第49回国際通貨金融委員会(IMFC)議長声明(仮訳)
2024年4月19日
議長:ムハンマド・アルジャドアーン、財務大臣、サウジアラビア王国
IMFCメンバーは、ウクライナにおける戦争、ガザにおける人道危機、紅海における海運上の混乱を含む、現在の戦争や紛争による、世界経済へのマクロ経済面、金融面での影響について議論した。IMFCは地政学的・安全保障上の問題を解決するフォーラムではなく、これらの問題は他のフォーラムで議論されることを認識しつつ、IMFCメンバーは、こうした状況は世界経済に著しい影響を与えることを認識した。今日の時代は戦争や紛争の時代であってはならない。
****
IMFCは、ナディア・カルビーニョ氏のIMFC議長としてのリーダーシップに深い感謝を示し、モハメド・アルジャドアーン財務大臣を新たな議長として歓迎する。

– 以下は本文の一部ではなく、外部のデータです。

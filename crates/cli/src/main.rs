mod args;
mod github;
mod json;
mod logging;
mod text;

use anyhow::Context;
use clap::Parser;
use repo_diff_match_core::{ContentFetcher, FileLister, LocalCheckouts};

use crate::args::{Cli, Command, CompareArgs};
use crate::github::{GitHubClient, GitHubConfig};
use crate::json::{JsonCompareStats, map_report, write_json};
use crate::text::{format_compare_stats, format_text_report, has_skips};

fn main() {
    let cli = Cli::parse();
    logging::init(cli.verbose);

    let result = match &cli.command {
        Command::Compare(args) => run_compare(args),
    };
    match result {
        Ok(exit_code) => std::process::exit(exit_code),
        Err(err) => {
            eprintln!("Error: {err:#}");
            std::process::exit(1);
        }
    }
}

fn run_compare(args: &CompareArgs) -> anyhow::Result<i32> {
    match &args.local {
        Some(root) => {
            let checkouts = LocalCheckouts::new(root).respect_gitignore(!args.no_gitignore);
            run(args, &checkouts)
        }
        None => {
            let client = GitHubClient::new(GitHubConfig {
                api_url: args.api_url.clone(),
                branch: args.branch.clone(),
                ..GitHubConfig::default()
            });
            run(args, &client)
        }
    }
}

fn run<S>(args: &CompareArgs, source: &S) -> anyhow::Result<i32>
where
    S: FileLister + ContentFetcher + Sync,
{
    let options = args.compare_options();
    let need_stats = args.stats || args.strict;

    let (report, compare_stats) = if need_stats {
        let outcome = repo_diff_match_core::compare_repositories_with_stats(
            &args.repo_a,
            &args.repo_b,
            source,
            source,
            &options,
        )
        .context("comparison failed")?;
        (outcome.result, Some(outcome.stats))
    } else {
        let report = repo_diff_match_core::compare_repositories(
            &args.repo_a,
            &args.repo_b,
            source,
            source,
            &options,
        )
        .context("comparison failed")?;
        (report, None)
    };
    let report = map_report(args.repo_a.to_string(), args.repo_b.to_string(), report);

    if args.json {
        if args.stats {
            write_json(&serde_json::json!({
                "report": report,
                "compareStats": compare_stats.as_ref().map(JsonCompareStats::from),
            }))?;
        } else {
            write_json(&report)?;
        }
    } else {
        print!("{}", format_text_report(&report));
    }

    if let Some(stats) = compare_stats {
        if args.stats && !args.json {
            eprint!("{}", format_compare_stats(&stats));
        }
        if args.strict && has_skips(&stats) {
            if !args.stats {
                eprint!("{}", format_compare_stats(&stats));
            }
            return Ok(1);
        }
    }

    Ok(0)
}
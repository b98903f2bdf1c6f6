mod accumulate;

#[cfg(test)]
mod tests;

use std::borrow::Cow;
use std::thread;

use crate::error::{CompareError, FetchError, ListError};
use crate::normalize::{exceeds_chars, normalize};
use crate::similarity::{SimilarityMethod, score_pair};
use crate::source::{ContentFetcher, FileLister, RepoSlug};
use crate::types::{CompareOptions, CompareOutcome, CompareStats, ComparisonReport, SourceFile};

use accumulate::ReportBuilder;

impl CompareOptions {
    pub fn validate(&self) -> Result<(), CompareError> {
        if self.batch_size == 0 {
            return Err(CompareError::InvalidOptions(
                "batch_size must be at least 1".to_string(),
            ));
        }
        Ok(())
    }
}

/// Lists both repositories, then compares every pair of their files.
///
/// Listing failures abort the comparison. Files whose content cannot be
/// fetched are skipped.
pub fn compare_repositories<L, F>(
    repo_a: &RepoSlug,
    repo_b: &RepoSlug,
    lister: &L,
    fetcher: &F,
    options: &CompareOptions,
) -> Result<ComparisonReport, CompareError>
where
    L: FileLister + Sync + ?Sized,
    F: ContentFetcher + ?Sized,
{
    Ok(compare_repositories_with_stats(repo_a, repo_b, lister, fetcher, options)?.result)
}

pub fn compare_repositories_with_stats<L, F>(
    repo_a: &RepoSlug,
    repo_b: &RepoSlug,
    lister: &L,
    fetcher: &F,
    options: &CompareOptions,
) -> Result<CompareOutcome<ComparisonReport>, CompareError>
where
    L: FileLister + Sync + ?Sized,
    F: ContentFetcher + ?Sized,
{
    options.validate()?;

    let (files_a, files_b) = list_both(repo_a, repo_b, lister)?;
    Ok(compare_files_with_stats(
        repo_a, &files_a, repo_b, &files_b, fetcher, options,
    ))
}

fn list_both<L>(
    repo_a: &RepoSlug,
    repo_b: &RepoSlug,
    lister: &L,
) -> Result<(Vec<SourceFile>, Vec<SourceFile>), ListError>
where
    L: FileLister + Sync + ?Sized,
{
    let list = |repo: &RepoSlug| {
        tracing::info!(repo = %repo, "fetching files");
        let files = lister.list_files(repo)?;
        tracing::info!(repo = %repo, count = files.len(), "found source files");
        Ok::<_, ListError>(files)
    };

    thread::scope(|scope| {
        let handle_b = scope.spawn(|| list(repo_b));
        let files_a = list(repo_a);
        let files_b = match handle_b.join() {
            Ok(result) => result,
            Err(panic) => std::panic::resume_unwind(panic),
        };
        Ok((files_a?, files_b?))
    })
}

pub fn compare_files<F>(
    repo_a: &RepoSlug,
    files_a: &[SourceFile],
    repo_b: &RepoSlug,
    files_b: &[SourceFile],
    fetcher: &F,
    options: &CompareOptions,
) -> ComparisonReport
where
    F: ContentFetcher + ?Sized,
{
    compare_files_with_stats(repo_a, files_a, repo_b, files_b, fetcher, options).result
}

/// Scores every side-A file against every side-B file.
///
/// Side A is walked in batches of `options.batch_size`; only the current
/// batch's normalized text is held. A zero `batch_size` is treated as 1.
pub fn compare_files_with_stats<F>(
    repo_a: &RepoSlug,
    files_a: &[SourceFile],
    repo_b: &RepoSlug,
    files_b: &[SourceFile],
    fetcher: &F,
    options: &CompareOptions,
) -> CompareOutcome<ComparisonReport>
where
    F: ContentFetcher + ?Sized,
{
    let mut stats = CompareStats {
        listed_files_a: files_a.len() as u64,
        listed_files_b: files_b.len() as u64,
        ..CompareStats::default()
    };

    let max_files = options.max_files_per_repo;
    let files_a = cap_files(files_a, max_files, &mut stats.skipped_budget_max_files_a);
    let files_b = cap_files(files_b, max_files, &mut stats.skipped_budget_max_files_b);
    if stats.was_truncated() {
        tracing::warn!(
            skipped_a = stats.skipped_budget_max_files_a,
            skipped_b = stats.skipped_budget_max_files_b,
            "large repositories detected; analyzing the first {max_files} files from each repo"
        );
    }

    let mut side_b = SideB::new(repo_b, files_b, fetcher, options);
    let mut report = ReportBuilder::default();

    for batch in files_a.chunks(options.batch_size.max(1)) {
        stats.batches = stats.batches.saturating_add(1);

        let normalized_a: Vec<(&SourceFile, String)> = batch
            .iter()
            .filter_map(
                |file| match load_normalized(fetcher, repo_a, file, options.max_file_chars) {
                    Ok(text) => Some((file, text)),
                    Err(skip) => {
                        skip.record(&mut stats);
                        None
                    }
                },
            )
            .collect();

        for (file_a, text_a) in &normalized_a {
            for idx_b in 0..files_b.len() {
                let Some(text_b) = side_b.normalized(idx_b, &mut stats) else {
                    continue;
                };

                let scored = score_pair(text_a, &text_b);
                stats.compared_pairs = stats.compared_pairs.saturating_add(1);
                if scored.method == SimilarityMethod::LengthGate {
                    stats.length_gated_pairs = stats.length_gated_pairs.saturating_add(1);
                }
                report.record(&file_a.path, &files_b[idx_b].path, scored.score);
            }
        }
    }

    let result = report.finish();
    tracing::info!(
        identical = result.summary.identical_count,
        similar = result.summary.similar_count,
        pairs = stats.compared_pairs,
        "analysis complete"
    );
    CompareOutcome { result, stats }
}

fn cap_files<'a>(files: &'a [SourceFile], max: usize, skipped: &mut u64) -> &'a [SourceFile] {
    if files.len() <= max {
        return files;
    }
    *skipped = (files.len() - max) as u64;
    &files[..max]
}

#[derive(Debug)]
enum Skip {
    FetchFailed(FetchError),
    TooLarge { path: String, chars: usize },
    Empty { path: String },
}

impl Skip {
    fn record(&self, stats: &mut CompareStats) {
        match self {
            Self::FetchFailed(err) => {
                tracing::debug!(error = %err, "skipping file: content unavailable");
                stats.skipped_fetch_failed = stats.skipped_fetch_failed.saturating_add(1);
            }
            Self::TooLarge { path, chars } => {
                tracing::debug!(path = %path, chars, "skipping file: too large");
                stats.skipped_too_large = stats.skipped_too_large.saturating_add(1);
            }
            Self::Empty { path } => {
                tracing::debug!(path = %path, "skipping file: empty");
                stats.skipped_empty = stats.skipped_empty.saturating_add(1);
            }
        }
    }
}

/// Fetches and normalizes one file. The raw content is dropped on return.
fn load_normalized<F>(
    fetcher: &F,
    repo: &RepoSlug,
    file: &SourceFile,
    max_file_chars: usize,
) -> Result<String, Skip>
where
    F: ContentFetcher + ?Sized,
{
    let content = fetcher
        .fetch_content(repo, file)
        .map_err(Skip::FetchFailed)?;
    if content.is_empty() {
        return Err(Skip::Empty {
            path: file.path.clone(),
        });
    }
    if exceeds_chars(&content, max_file_chars) {
        return Err(Skip::TooLarge {
            path: file.path.clone(),
            chars: content.chars().count(),
        });
    }
    Ok(normalize(&content))
}

#[derive(Debug)]
enum Slot {
    Pending,
    Skipped,
    Ready(String),
}

/// Side-B texts, either cached across batches or refetched per pair.
///
/// Skips are counted once per file regardless of how often it is refetched.
struct SideB<'a, F: ?Sized> {
    repo: &'a RepoSlug,
    files: &'a [SourceFile],
    fetcher: &'a F,
    max_file_chars: usize,
    cache: Option<Vec<Slot>>,
    skip_recorded: Vec<bool>,
}

impl<'a, F> SideB<'a, F>
where
    F: ContentFetcher + ?Sized,
{
    fn new(
        repo: &'a RepoSlug,
        files: &'a [SourceFile],
        fetcher: &'a F,
        options: &CompareOptions,
    ) -> Self {
        let cache = options
            .cache_side_b
            .then(|| files.iter().map(|_| Slot::Pending).collect());
        Self {
            repo,
            files,
            fetcher,
            max_file_chars: options.max_file_chars,
            cache,
            skip_recorded: vec![false; files.len()],
        }
    }

    fn normalized(&mut self, idx: usize, stats: &mut CompareStats) -> Option<Cow<'_, str>> {
        let file = &self.files[idx];

        let Some(cache) = self.cache.as_mut() else {
            return match load_normalized(self.fetcher, self.repo, file, self.max_file_chars) {
                Ok(text) => Some(Cow::Owned(text)),
                Err(skip) => {
                    if !self.skip_recorded[idx] {
                        self.skip_recorded[idx] = true;
                        skip.record(stats);
                    }
                    None
                }
            };
        };

        if let Slot::Pending = cache[idx] {
            cache[idx] = match load_normalized(self.fetcher, self.repo, file, self.max_file_chars) {
                Ok(text) => Slot::Ready(text),
                Err(skip) => {
                    skip.record(stats);
                    Slot::Skipped
                }
            };
        }

        match &cache[idx] {
            Slot::Ready(text) => Some(Cow::Borrowed(text.as_str())),
            Slot::Pending | Slot::Skipped => None,
        }
    }
}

- 世界経済の軟着陸が近づきつつあると考えられる。経済活動は、世界の多くの地域で予想以上に堅調であることが明らかとなったものの、国によってばらつきがある。しかし、中期的な世界経済の成長見通しは依然として弱い。進行中の戦争及び紛争は世界経済に大きな負担を課し続けている。供給ショックの巻き戻しと、金融引締めの効果により、ほとんどの地域でインフレ率が低下してきたが、インフレ率の持続性には注意が必要である。見通しに対するリスクは現在概ねバランスした状況にあるものの、インフレ率と金利、資産価格と金融安定、財政政策の動き、地政学的動向の短期的な道筋に左右される下振れリスクは残っている。世界経済はまた、気候変動、債務脆弱性の増大、拡大する格差、地経学的分断のリスクによるものを含む、構造的な課題にも直面している。
- こうした中、我々の政策の優先課題は、包摂的で持続可能な成長を促進しつつ、物価の安定を達成し、財政の持続可能性を強化し、金融の安定を守ることである。我々は、最も脆弱な人々を守り、成長を促進する投資を保護しつつ、各国固有の状況に注意深く応じた行動をとりながら、財政バッファーの再構築を進めていく。中央銀行は引き続き、それぞれのマンデートと整合的に、物価の安定を達成することに強くコミットしており、負の波及効果の抑制に資するよう、政策目的について明確に意思疎通を行いつつ、データに基づいて、政策を引き続き調整する。中央銀行は、不動産市場を含む銀行及びノンバンク双方のリスクをモニタリングする上で、監督・規制当局と連携している。我々は、適切な場合には、金融部門、特にノンバンク金融機関における、データ、監督及び規制のギャップに引き続き対処し、また、システミックリスクを緩和するためのマクロプルーデンス政策手段を実施する用意もある。我々は、経済活動に対する拘束的な制約を緩和し、生産性を向上させ、労働市場への参加を増加させ、社会の一体性を促進し、グリーン及びデジタル移行を支援するために、的を絞り、適切に順序付けられた、供給力を向上させる構造改革を加速させる。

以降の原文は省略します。